(DATA FOR THIS EXERCISE)

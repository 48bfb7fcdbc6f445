//! # Agylia SDK
//!
//! A Rust SDK for the [Agylia](https://www.agylia.com) learning portal API.
//!
//! ## Features
//!
//! - **User Activity** - Cursor-paginated activity retrieval for a date range
//! - **Signature Validation** - Build and validate user credential signatures
//! - **Pagination** - Sequential cursor pager with a `Stream` adapter
//!
//! ## Quick Start
//!
//! ```rust,ignore
//! use agylia_sdk::prelude::*;
//!
//! #[tokio::main]
//! async fn main() -> Result<()> {
//!     let client = PortalClient::with_defaults(ApiCredentials::new("admin", "api-key"))?;
//!     let range = DateRange::new("2017-01-01T00:00:00.000Z", "2020-01-01T00:00:00.000Z")?;
//!     let pages = client.get_all_users_activity(range).await?;
//!     println!("Fetched {} pages", pages.len());
//!     Ok(())
//! }
//! ```
//!
//! ## Module Organization
//!
//! - [`core`] - Error handling and endpoint configuration
//! - [`types`] - Credentials, date ranges and activity pages
//! - [`auth`] - Signature construction
//! - [`pagination`] - Cursor pager
//! - [`client`] - REST API client

#![cfg_attr(docsrs, feature(doc_cfg))]

// Core infrastructure
pub mod core;

// Type definitions
pub mod types;

// Authentication
#[cfg(feature = "auth")]
#[cfg_attr(docsrs, doc(cfg(feature = "auth")))]
pub mod auth;

// Pagination
#[cfg(feature = "pagination")]
#[cfg_attr(docsrs, doc(cfg(feature = "pagination")))]
pub mod pagination;

// API clients
#[cfg(feature = "client")]
#[cfg_attr(docsrs, doc(cfg(feature = "client")))]
pub mod client;

// Prelude for convenient imports
pub mod prelude;

// ============================================================================
// Core Re-exports (always available)
// ============================================================================

pub use crate::core::{
    AgyliaError, AuthErrorKind, Endpoints, Error, Result, AGYLIA_API_BASE,
    USERS_ACTIVITY_PATH, VALIDATE_SIGNATURE_PATH,
};

// ============================================================================
// Type Re-exports (always available)
// ============================================================================

pub use crate::types::{ActivityPage, ApiCredentials, DateRange, SignatureValidation, UserCredentials};

// ============================================================================
// Auth Re-exports
// ============================================================================

#[cfg(feature = "auth")]
pub use auth::{build_signature, derive_key, SignatureBuilder};

// ============================================================================
// Pagination Re-exports
// ============================================================================

#[cfg(feature = "pagination")]
pub use pagination::{ActivityFetcher, ActivityPager, PagerState};

// ============================================================================
// Client Re-exports
// ============================================================================

#[cfg(feature = "client")]
pub use client::{PortalClient, PortalConfig};
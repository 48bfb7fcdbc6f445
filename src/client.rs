//! REST API clients for the Agylia portal.
//!
//! - [`PortalClient`] - user activity and signature validation

mod portal;

pub use portal::{PortalClient, PortalConfig};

(End DATA FOR THIS EXERCISE)

The entries listed above are to be output exactly. Leave none out.

repository 48bfb7fcdbc6f445
//! # Agylia SDK
//!
//! A Rust SDK for the [Agylia](https://www.agylia.com) learning portal API.
//!
//! ## Features
//!
//! - **User Activity** - Cursor-paginated activity retrieval for a date range
//! - **Signature Validation** - Build and validate user credential signatures
//! - **Pagination** - Sequential cursor pager with a `Stream` adapter
//!
//! ## Quick Start
//!
//! ```rust,ignore
//! use agylia_sdk::prelude::*;
//!
//! #[tokio::main]
//! async fn main() -> Result<()> {
//!     let client = PortalClient::with_defaults(ApiCredentials::new("admin", "api-key"))?;
//!     let range = DateRange::new("2017-01-01T00:00:00.000Z", "2020-01-01T00:00:00.000Z")?;
//!     let pages = client.get_all_users_activity(range).await?;
//!     println!("Fetched {} pages", pages.len());
//!     Ok(())
//! }
//! ```
//!
//! ## Module Organization
//!
//! - [`core`] - Error handling and endpoint configuration
//! - [`types`] - Credentials, date ranges and activity pages
//! - [`auth`] - Signature construction
//! - [`pagination`] - Cursor pager
//! - [`client`] - REST API client

#![cfg_attr(docsrs, feature(doc_cfg))]

// Core infrastructure
pub mod core;

// Type definitions
pub mod types;

// Authentication
#[cfg(feature = "auth")]
#[cfg_attr(docsrs, doc(cfg(feature = "auth")))]
pub mod auth;

// Pagination
#[cfg(feature = "pagination")]
#[cfg_attr(docsrs, doc(cfg(feature = "pagination")))]
pub mod pagination;

// API clients
#[cfg(feature = "client")]
#[cfg_attr(docsrs, doc(cfg(feature = "client")))]
pub mod client;

// Prelude for convenient imports
pub mod prelude;

// ============================================================================
// Core Re-exports (always available)
// ============================================================================

pub use crate::core::{
    AgyliaError, AuthErrorKind, Endpoints, Error, Result, AGYLIA_API_BASE,
    USERS_ACTIVITY_PATH, VALIDATE_SIGNATURE_PATH,
};

// ============================================================================
// Type Re-exports (always available)
// ============================================================================

pub use crate::types::{ActivityPage, ApiCredentials, DateRange, SignatureValidation, UserCredentials};

// ============================================================================
// Auth Re-exports
// ============================================================================

#[cfg(feature = "auth")]
pub use auth::{build_signature, derive_key, SignatureBuilder};

// ============================================================================
// Pagination Re-exports
// ============================================================================

#[cfg(feature = "pagination")]
pub use pagination::{ActivityFetcher, ActivityPager, PagerState};

// ============================================================================
// Client Re-exports
// ============================================================================

#[cfg(feature = "client")]
pub use client::{PortalClient, PortalConfig};
repository 48bfb7fcdbc6f445
filename src/client.rs
//! REST API clients for the Agylia portal.
//!
//! - [`PortalClient`] - user activity and signature validation

mod portal;

pub use portal::{PortalClient, PortalConfig};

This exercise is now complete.